Telonero de un gigante

La semana pasada participé en la XI Asamblea de Antiguos Alumnos del IEEM en (Montevideo). Me tocó ser telonero del profesor del IESE Santiago Álvarez de Mon, quien habló sobre La gestión de uno mismo: una tarea olvidada; y yo sobre Cómo rediseñar la vida profesional. Coincidí en el aeropuerto con Santiago y mantuvimos una de las conversaciones que más me ha impactado en los últimos meses.


Me hizo recordar el capítulo 27 de Los próximos 30 años:
"Tal vez, la riqueza de una vida se podría medir a partir de la calidad de las conversaciones que se han tenido, y con quién. 
Detrás de grandes decisiones de tu vida -como la carrera que estudiaste o la trayectoria profesional que has elegido o a quién has decidido amar-, seguro que ha habido una conversación o una secuencia de conversaciones que -tal vez por casualidad- se hicieron un hueco en el guión de tu vida marcando el rumbo que te ha llevado hasta hoy. Por eso te sugiero que elijas muy bien con quién quieres conversar a partir de ahora, porque te juegas el resto de tu biografía y, en concreto, la orientación que vas a dar a tu carrera en los próximos 30 años. 
Esas conversaciones inspiradoras, a veces llegan como un regalo, en un momento inesperado. Pero otras suceden tras vencer la pereza o el miedo y crear la ocasión adecuada para que el diálogo con determinada persona se despliegue sin interrupciones y sin prisas, con los móviles apagados, sin máscaras y con la guardia baja."
Me hizo particular ilusión ver ejemplares del libro (unos 500, de momento) al otro lado del océano. Especialmente en la Rambla de Montevideo, donde terminé de escribirlo.

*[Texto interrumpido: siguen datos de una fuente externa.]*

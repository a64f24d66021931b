use super::backoff::{classify_status, Classification, RetryPolicy};
use super::encoder::WireEncoder;
use super::transport::{Transport, WriteRequest};
use crate::clock::Clock;
use crate::config::EndpointConfig;
use crate::engine::stats::ShardStats;
use crate::queue::{Batch, ShardQueue};
use crate::series::TtlFilter;
use std::collections::BTreeMap;
use std::sync::Arc;
use std::time::Duration;
use tokio::sync::watch;
use tracing::{debug, error, info, warn};

/// Why a batch was given up on.
#[derive(Debug, Clone, Copy, PartialEq, Eq)]
pub enum DropCause {
    /// Non-retryable status from the endpoint
    Permanent { status: u16 },
    RetryExhausted,
    /// The encoder could not produce a request body
    Serialization,
}

#[derive(Debug, Clone, Copy, PartialEq, Eq)]
pub enum BatchOutcome {
    Delivered,
    /// Chunks already accepted by the endpoint are not counted in
    /// `undelivered`
    Dropped { cause: DropCause, undelivered: usize },
    /// Shutdown arrived before the batch was settled
    Interrupted,
}

enum RequestOutcome {
    Sent,
    Dropped(DropCause),
    Interrupted,
}

enum Attempt {
    Success,
    Transient {
        retry_after: Option<Duration>,
        reason: String,
    },
    Permanent {
        status: u16,
    },
}

/// Shared collaborators for every worker of an endpoint.
#[derive(Clone)]
pub struct WorkerDeps {
    pub transport: Arc<dyn Transport>,
    pub encoder: Arc<dyn WireEncoder>,
    pub clock: Arc<dyn Clock>,
    pub ttl: TtlFilter,
    pub shutdown_grace: Duration,
}

/// Sends one shard's persisted batches to one endpoint, in order.
///
/// Per batch: dequeue, split into requests of at most `batch_count`
/// samples, send each with retries, then acknowledge. A batch that keeps
/// failing blocks only this shard.
pub struct DeliveryWorker {
    endpoint: String,
    shard: usize,
    queue: ShardQueue,
    deps: WorkerDeps,
    external_labels: BTreeMap<String, String>,
    batch_count: usize,
    write_timeout: Duration,
    flush_frequency: Duration,
    policy: RetryPolicy,
    stats: Arc<ShardStats>,
    drain_only: bool,
}

impl DeliveryWorker {
    pub fn new(
        config: &EndpointConfig,
        queue: ShardQueue,
        deps: WorkerDeps,
        stats: Arc<ShardStats>,
    ) -> Self {
        Self {
            endpoint: config.name.clone(),
            shard: queue.shard(),
            queue,
            deps,
            external_labels: config.external_labels.clone(),
            batch_count: config.batch_count.max(1),
            write_timeout: config.write_timeout,
            flush_frequency: config.flush_frequency,
            policy: RetryPolicy::from_endpoint(config),
            stats,
            drain_only: false,
        }
    }

    /// Exit once the queue is empty instead of waiting for more batches.
    pub fn drain_only(mut self) -> Self {
        self.drain_only = true;
        self
    }

    pub async fn run(self, mut shutdown: watch::Receiver<bool>) {
        info!(
            endpoint = %self.endpoint,
            shard = self.shard,
            drain_only = self.drain_only,
            "Delivery worker started"
        );

        loop {
            if *shutdown.borrow() {
                break;
            }

            let cutoff = self.deps.ttl.cutoff_ms(self.deps.clock.now_ms());
            let batch = match self.queue.dequeue(cutoff).await {
                Ok(Some(batch)) => batch,
                Ok(None) if self.drain_only => {
                    info!(endpoint = %self.endpoint, shard = self.shard, "Orphaned shard drained");
                    break;
                }
                Ok(None) => {
                    tokio::select! {
                        _ = self.queue.notified() => {}
                        _ = tokio::time::sleep(self.flush_frequency) => {}
                        changed = shutdown.changed() => {
                            if changed.is_err() {
                                break;
                            }
                        }
                    }
                    continue;
                }
                Err(e) => {
                    error!(endpoint = %self.endpoint, shard = self.shard, error = %e, "Dequeue failed, shard degraded");
                    self.stats.mark_degraded();
                    break;
                }
            };

            let sequence = batch.sequence;
            let outcome = self.deliver(&batch, &mut shutdown).await;
            match outcome {
                BatchOutcome::Interrupted => {
                    if let Err(e) = self.queue.release(sequence).await {
                        error!(endpoint = %self.endpoint, shard = self.shard, sequence, error = %e, "Release failed");
                        self.stats.mark_degraded();
                    }
                    debug!(endpoint = %self.endpoint, shard = self.shard, sequence, "Batch left on disk for next start");
                    break;
                }
                BatchOutcome::Delivered => self.stats.record_batch_delivered(),
                BatchOutcome::Dropped { cause, undelivered } => match cause {
                    DropCause::Permanent { .. } => {
                        self.stats.record_dropped_permanent(undelivered)
                    }
                    DropCause::RetryExhausted => {
                        self.stats.record_dropped_retry_exhausted(undelivered)
                    }
                    DropCause::Serialization => {
                        self.stats.record_dropped_serialization(undelivered)
                    }
                },
            }

            if let Err(e) = self.queue.ack(sequence).await {
                error!(endpoint = %self.endpoint, shard = self.shard, sequence, error = %e, "Ack failed, shard degraded");
                self.stats.mark_degraded();
                break;
            }
        }

        info!(endpoint = %self.endpoint, shard = self.shard, "Delivery worker stopped");
    }

    /// Sends every chunk of a batch. Stops at the first chunk that is
    /// dropped or interrupted.
    pub async fn deliver(&self, batch: &Batch, shutdown: &mut watch::Receiver<bool>) -> BatchOutcome {
        let mut delivered = 0;
        for (index, chunk) in batch.samples.chunks(self.batch_count).enumerate() {
            if index > 0 && *shutdown.borrow() {
                return BatchOutcome::Interrupted;
            }

            let body = match self.deps.encoder.encode(chunk, &self.external_labels) {
                Ok(body) => body,
                Err(e) => {
                    warn!(
                        endpoint = %self.endpoint,
                        shard = self.shard,
                        sequence = batch.sequence,
                        error = %e,
                        "Failed to encode batch, dropping"
                    );
                    return BatchOutcome::Dropped {
                        cause: DropCause::Serialization,
                        undelivered: batch.len() - delivered,
                    };
                }
            };
            let request = WriteRequest {
                body,
                content_type: self.deps.encoder.content_type().to_string(),
                samples: chunk.len(),
            };

            match self.send_with_retry(&request, batch.sequence, shutdown).await {
                RequestOutcome::Sent => {
                    self.stats.record_samples_delivered(chunk.len());
                    delivered += chunk.len();
                }
                RequestOutcome::Dropped(cause) => {
                    return BatchOutcome::Dropped {
                        cause,
                        undelivered: batch.len() - delivered,
                    }
                }
                RequestOutcome::Interrupted => return BatchOutcome::Interrupted,
            }
        }

        debug!(
            endpoint = %self.endpoint,
            shard = self.shard,
            sequence = batch.sequence,
            samples = batch.len(),
            "Batch delivered"
        );
        BatchOutcome::Delivered
    }

    async fn send_with_retry(
        &self,
        request: &WriteRequest,
        sequence: u64,
        shutdown: &mut watch::Receiver<bool>,
    ) -> RequestOutcome {
        let mut retry = 0u32;

        loop {
            let Some(attempt) = self.send_once(request, shutdown).await else {
                return RequestOutcome::Interrupted;
            };

            let (retry_after, reason) = match attempt {
                Attempt::Success => return RequestOutcome::Sent,
                Attempt::Permanent { status } => {
                    warn!(
                        endpoint = %self.endpoint,
                        shard = self.shard,
                        sequence,
                        status,
                        "Endpoint rejected batch, dropping"
                    );
                    return RequestOutcome::Dropped(DropCause::Permanent { status });
                }
                Attempt::Transient {
                    retry_after,
                    reason,
                } => (retry_after, reason),
            };

            retry += 1;
            if !self.policy.allows(retry) {
                warn!(
                    endpoint = %self.endpoint,
                    shard = self.shard,
                    sequence,
                    attempts = retry,
                    reason = %reason,
                    "Retries exhausted, dropping batch"
                );
                return RequestOutcome::Dropped(DropCause::RetryExhausted);
            }
            if *shutdown.borrow() {
                return RequestOutcome::Interrupted;
            }

            let delay = self.policy.delay_with_hint(retry, retry_after);
            self.stats.record_retry();
            warn!(
                endpoint = %self.endpoint,
                shard = self.shard,
                sequence,
                attempt = retry,
                backoff_ms = delay.as_millis() as u64,
                reason = %reason,
                "Send failed, retrying"
            );

            tokio::select! {
                _ = tokio::time::sleep(delay) => {}
                _ = shutdown.changed() => return RequestOutcome::Interrupted,
            }
        }
    }

    /// One send bounded by `write_timeout`. Returns None when shutdown cut it
    /// short: a send already running gets `shutdown_grace` to finish.
    async fn send_once(
        &self,
        request: &WriteRequest,
        shutdown: &mut watch::Receiver<bool>,
    ) -> Option<Attempt> {
        self.stats.record_request();
        let send = tokio::time::timeout(self.write_timeout, self.deps.transport.send(request));
        tokio::pin!(send);

        let result = if *shutdown.borrow() {
            tokio::time::timeout(self.deps.shutdown_grace, &mut send)
                .await
                .ok()?
        } else {
            tokio::select! {
                result = &mut send => result,
                _ = shutdown.changed() => {
                    match tokio::time::timeout(self.deps.shutdown_grace, &mut send).await {
                        Ok(result) => result,
                        Err(_) => {
                            info!(
                                endpoint = %self.endpoint,
                                shard = self.shard,
                                "Shutdown grace expired with request in flight"
                            );
                            return None;
                        }
                    }
                }
            }
        };

        Some(match result {
            Err(_) => Attempt::Transient {
                retry_after: None,
                reason: format!("timed out after {:?}", self.write_timeout),
            },
            Ok(Err(e)) => Attempt::Transient {
                retry_after: None,
                reason: e.to_string(),
            },
            Ok(Ok(response)) => match classify_status(response.status) {
                Classification::Success => Attempt::Success,
                Classification::Transient => Attempt::Transient {
                    retry_after: response.retry_after,
                    reason: format!("status {}", response.status),
                },
                Classification::Permanent => Attempt::Permanent {
                    status: response.status,
                },
            },
        })
    }
}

Quizá debí nacer hace unas décadas, pero yo creo que el diseño de los automóviles empeora progresivamente... Deberían volver a hacer coches como éste, aparcado junto a La Rambla.















De Uruguay viajé a Colombia. Javier Quiñones, gerente de Seminarios del Caribe, me llevó a impartir tres seminarios a Barranquilla. Fueron tres días intensos en los que tuve la ocasión de conocer a interesantes directivos de empresas del caribe colombiano y también de acercarme a conocer una ciudad de una belleza arrolladora: Cartagena de Indias.



































Como el Barrio Santa Cruz de Sevilla, pero en versión colonial.